-------- RECORDS TO USE

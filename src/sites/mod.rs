//! The supported stores and what they share: URL detection, login state,
//! the output path prompt and handing a navigator to the capture session.

pub mod alphapolis;
pub mod bookstore;
pub mod ebookjapan;

use std::collections::HashSet;
use std::path::PathBuf;
use tracing::info;

use crate::capture::CaptureSession;
use crate::config::{Config, SiteConfig};
use crate::driver::BrowserDriver;
use crate::errors::CaptureError;
use crate::login::{LoginCredentials, LoginFlow, LoginOutcome};
use crate::matcher::PageMatcher;
use crate::navigator::ViewerNavigator;
use crate::prompt::Prompter;
use crate::types::{BindingSide, CaptureTarget, SessionOutcome};
use crate::wait::WaitPolicy;

#[derive(Debug, Clone, Copy, PartialEq, Eq, Hash)]
pub enum SiteKind {
    /// Gallery pages with direct image URLs
    Alphapolis,
    /// Screenshot viewer with a last-page URL
    Bookstore,
    /// Screenshot viewer with a footer page counter
    Ebookjapan,
}

impl SiteKind {
    pub const ALL: [SiteKind; 3] = [
        SiteKind::Alphapolis,
        SiteKind::Bookstore,
        SiteKind::Ebookjapan,
    ];

    /// The site that can capture `url`, if any
    pub fn detect(url: &str) -> Option<SiteKind> {
        Self::ALL.into_iter().find(|kind| kind.matcher().supports(url))
    }

    pub fn matcher(&self) -> &'static PageMatcher {
        match self {
            SiteKind::Alphapolis => &*alphapolis::MATCHER,
            SiteKind::Bookstore => &*bookstore::MATCHER,
            SiteKind::Ebookjapan => &*ebookjapan::MATCHER,
        }
    }

    pub fn name(&self) -> &'static str {
        match self {
            SiteKind::Alphapolis => "alphapolis",
            SiteKind::Bookstore => "bookstore",
            SiteKind::Ebookjapan => "ebookjapan",
        }
    }
}

/// State kept between URLs within one process
#[derive(Debug, Default)]
pub struct RunContext {
    logged_in: HashSet<SiteKind>,
}

impl RunContext {
    pub fn new() -> Self {
        Self::default()
    }

    pub fn is_logged_in(&self, kind: SiteKind) -> bool {
        self.logged_in.contains(&kind)
    }

    pub fn mark_logged_in(&mut self, kind: SiteKind) {
        self.logged_in.insert(kind);
    }
}

/// Everything a site flow talks to
pub struct Runner<'a> {
    pub driver: &'a dyn BrowserDriver,
    pub prompter: &'a dyn Prompter,
    pub wait: &'a dyn WaitPolicy,
    pub config: &'a Config,
    /// Screenshot file reused for every raw frame
    pub scratch: PathBuf,
}

impl<'a> Runner<'a> {
    /// Capture the book at `url` with the site that supports it
    pub async fn run(
        &self,
        kind: SiteKind,
        url: &str,
        options: &[String],
        context: &mut RunContext,
    ) -> Result<SessionOutcome, CaptureError> {
        info!("Running {} for {}", kind.name(), url);
        match kind {
            SiteKind::Alphapolis => alphapolis::run(self, url, options).await,
            SiteKind::Bookstore => bookstore::run(self, url, options, context).await,
            SiteKind::Ebookjapan => ebookjapan::run(self, url, options, context).await,
        }
    }

    pub fn site(&self, kind: SiteKind) -> &'a SiteConfig {
        self.config.site(kind)
    }

    /// Log in unless this process already did for `kind`.
    ///
    /// Returns the outcome to report when the login failed.
    async fn ensure_login(
        &self,
        kind: SiteKind,
        context: &mut RunContext,
    ) -> Option<SessionOutcome> {
        if context.is_logged_in(kind) {
            return None;
        }
        let credentials = LoginCredentials::from_config(self.site(kind));
        let flow = LoginFlow::new(
            self.driver,
            self.prompter,
            self.wait,
            credentials,
            &self.config.log_directory,
        );
        match flow.login().await {
            LoginOutcome::Authenticated => {
                context.mark_logged_in(kind);
                None
            }
            LoginOutcome::Failed(reason) => Some(SessionOutcome::LoginFailed(reason)),
        }
    }

    /// Ask where to write the book; `None` when input is closed
    fn ask_output_path(&self) -> Result<Option<PathBuf>, CaptureError> {
        Ok(self.prompter.ask("Output Path > ")?.map(PathBuf::from))
    }

    fn target(
        &self,
        kind: SiteKind,
        url: &str,
        options: &[String],
        output_directory: PathBuf,
    ) -> CaptureTarget {
        let site = self.site(kind);
        CaptureTarget {
            url: url.to_string(),
            output_directory,
            filename_prefix: site.filename_prefix.clone(),
            binding_side: binding_option(options).unwrap_or(BindingSide::Unknown),
            image_format: site.image_format,
        }
    }

    async fn capture(
        &self,
        kind: SiteKind,
        target: &CaptureTarget,
        navigator: &mut dyn ViewerNavigator,
    ) -> Result<SessionOutcome, CaptureError> {
        CaptureSession::new(self.wait, self.site(kind).step_delay())
            .run(target, navigator)
            .await
    }
}

/// First `L` or `R` token among the run options
pub fn binding_option(options: &[String]) -> Option<BindingSide> {
    options.iter().find_map(|o| BindingSide::from_option(o))
}

/// Resolve a possibly relative link against the page it was found on
pub(crate) fn absolute_url(base: &str, href: &str) -> String {
    url::Url::parse(base)
        .and_then(|base| base.join(href))
        .map(|u| u.to_string())
        .unwrap_or_else(|_| href.to_string())
}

----------------

## ASSIGNED TASK
Gather up, from the records above, each line where the word "LoginCredentials" appears.

## EXPECTED OUTPUT
use crate::login::{LoginCredentials, LoginFlow, LoginOutcome};
        let credentials = LoginCredentials::from_config(self.site(kind));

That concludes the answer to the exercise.